All fungi are chemoheterotrophs, obtaining energy and carbon from organic compounds. With the exception of a very few anaerobic fungi, most are aerobic or facultatively anaerobic.  Among the microscopic fungi, yeasts are unicellular and molds are multicellular.

 

 

CHARACTERISTICS OF FUNGI

Specific yeasts are identified mainly by biochemical tests. Multicellular fungi are identified on the basis of physical appearance, colony characteristics, and reproductive spores.

 

   1. Vegetative structures—these are fungal colonies composed of the cells involved in catabolism and growth.

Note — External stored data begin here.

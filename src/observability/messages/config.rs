// Copyright (c) 2025 Steve Wagner (ciroque@live.com)
// SPDX-License-Identifier: MIT

//! Message types for catalog loading and validation.

use std::fmt::{Display, Formatter};
use tracing::Span;

use crate::errors::ValidationError;
use crate::observability::messages::StructuredLog;

/// Catalog file parsed and validated.
///
/// # Log Level
/// `info!` - Important operational event
///
/// # Example
/// ```
/// use workload_scheduler::observability::messages::config::CatalogLoaded;
///
/// let msg = CatalogLoaded {
///     path: "configs/workload.yaml",
///     profile_count: 8,
///     enabled_count: 6,
/// };
///
/// assert_eq!(msg.to_string(), "Loaded catalog 'configs/workload.yaml': 8 profiles (6 enabled)");
/// ```
pub struct CatalogLoaded<'a> {
    pub path: &'a str,
    pub profile_count: usize,
    pub enabled_count: usize,
}

impl Display for CatalogLoaded<'_> {
    fn fmt(&self, f: &mut Formatter) -> std::fmt::Result {
        write!(
            f,
            "Loaded catalog '{}': {} profiles ({} enabled)",
            self.path, self.profile_count, self.enabled_count
        )
    }
}

impl StructuredLog for CatalogLoaded<'_> {
    fn log(&self) {
        tracing::info!(
            path = self.path,
            profile_count = self.profile_count,
            enabled_count = self.enabled_count,
            "{}", self
        );
    }

    fn span(&self, name: &str) -> Span {
        tracing::info_span!("catalog", span_name = name, path = self.path)
    }
}

/// Catalog rejected by validation.
///
/// # Log Level
/// `error!` - Failure requiring attention
pub struct CatalogValidationFailed<'a> {
    pub errors: &'a [ValidationError],
}

impl Display for CatalogValidationFailed<'_> {
    fn fmt(&self, f: &mut Formatter) -> std::fmt::Result {
        write!(f, "Catalog validation failed with {} error(s)", self.errors.len())?;
        for error in self.errors {
            write!(f, "; {}", error)?;
        }
        Ok(())
    }
}

impl StructuredLog for CatalogValidationFailed<'_> {
    fn log(&self) {
        tracing::error!(error_count = self.errors.len(), "{}", self);
    }

    fn span(&self, name: &str) -> Span {
        tracing::error_span!(
            "catalog_validation",
            span_name = name,
            error_count = self.errors.len(),
        )
    }
}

      a. Molds and Fleshy Fungi---the thallus (body) of a mold or fleshy fungus consists of long filaments of cells joined together. The filaments are called hyphae. Individual hyphae can range from microscopic to enormous. One fungus growing in Oregon is estimated to have hyphae extending across 3.5 miles.

 

In most molds the hyphae are divided into uninucleate cell-like units by cross-walls called septae—these hyphae are called septate hyphae and usually have small openings in the septae that make the “cells” continuous.  In a few classes of fungi, the hyphae do not contain septae and are called coenocytic hyphae.

 

Hyphae grow by elongating at the tips. When a piece breaks off, it can grow to form a new hypha. The portion of a hypha that obtains nutrients is called the vegetative hypha; the portion concerned with reproduction projects above the surface of the medium and is called the reproductive or aerial hypha. Aerial hyphae often bear reproductive spores. When conditions are suitable, the hyphae grow to form a visible mass called a mycelium, which is visible without magnification.

 

   b. Yeasts—nonfilamentous, unicellular fungi that are spherical or oval in shape. They are widely distributed in nature and may make a white powdery coating on fruits and leaves. Some yeasts undergo binary fission to produce two cells of equal size and are called fission yeasts. Others, such as Saccharomyces  reproduce by budding. The parent cell forms a bulge on the surface. The nucleus divides and one nucleus migrates into the bud. The cell wall divides the bud from the parent, and the bud eventually breaks away.

 

One yeast cell can produce as many as 24 daughter cells by budding. Some yeasts produce buds that do not break away, and form a short chain of cells called a pseudohypha.  Candida albicans, which causes thrush and vaginitis in humans, uses pseudohyphae to invade deeper into tissues. Growing on lab media, yeasts produce colonies similar in appearance to bacterial colonies.

 

Yeasts can grow aerobically or as facultative anaerobes, so they are able to survive in various environments. Species of Saccharomyces are growing aerobically in bread dough to make it rise and anaerobically to produce ethanol in the brewing industry.

 

      c. Dimorphic fungi---this means “two forms.” Some fungi, including most of the pathogenic species, can grow either as a mold or as a yeast. In the mold form, they grow vegetative and aerial hyphae; in the yeast form they reproduce by budding. In pathogenic fungi this depends on temperature—at 370  C the fungus is yeastlike and at 250 C it is moldlike. Other fungi may change type due to CO2 concentration.

 

   2. Life Cycle—filamentous fungi can reproduce asexually by fragmentation of their hyphae. In addition, fungi reproduce by forming both sexual and asexual spores. The characteristics of these spores are an important means of identifying fungi. Unlike bacterial endospores, fungal spores are intended as a means of reproduction. Thousands of spores can be produced and each spore can grow into a new organism. Fungal spores are somewhat resistant to heat and drying, but not nearly to the same extent as bacterial endospores.

 

Spores are formed from aerial hyphae in various ways, and can be sexual or asexual.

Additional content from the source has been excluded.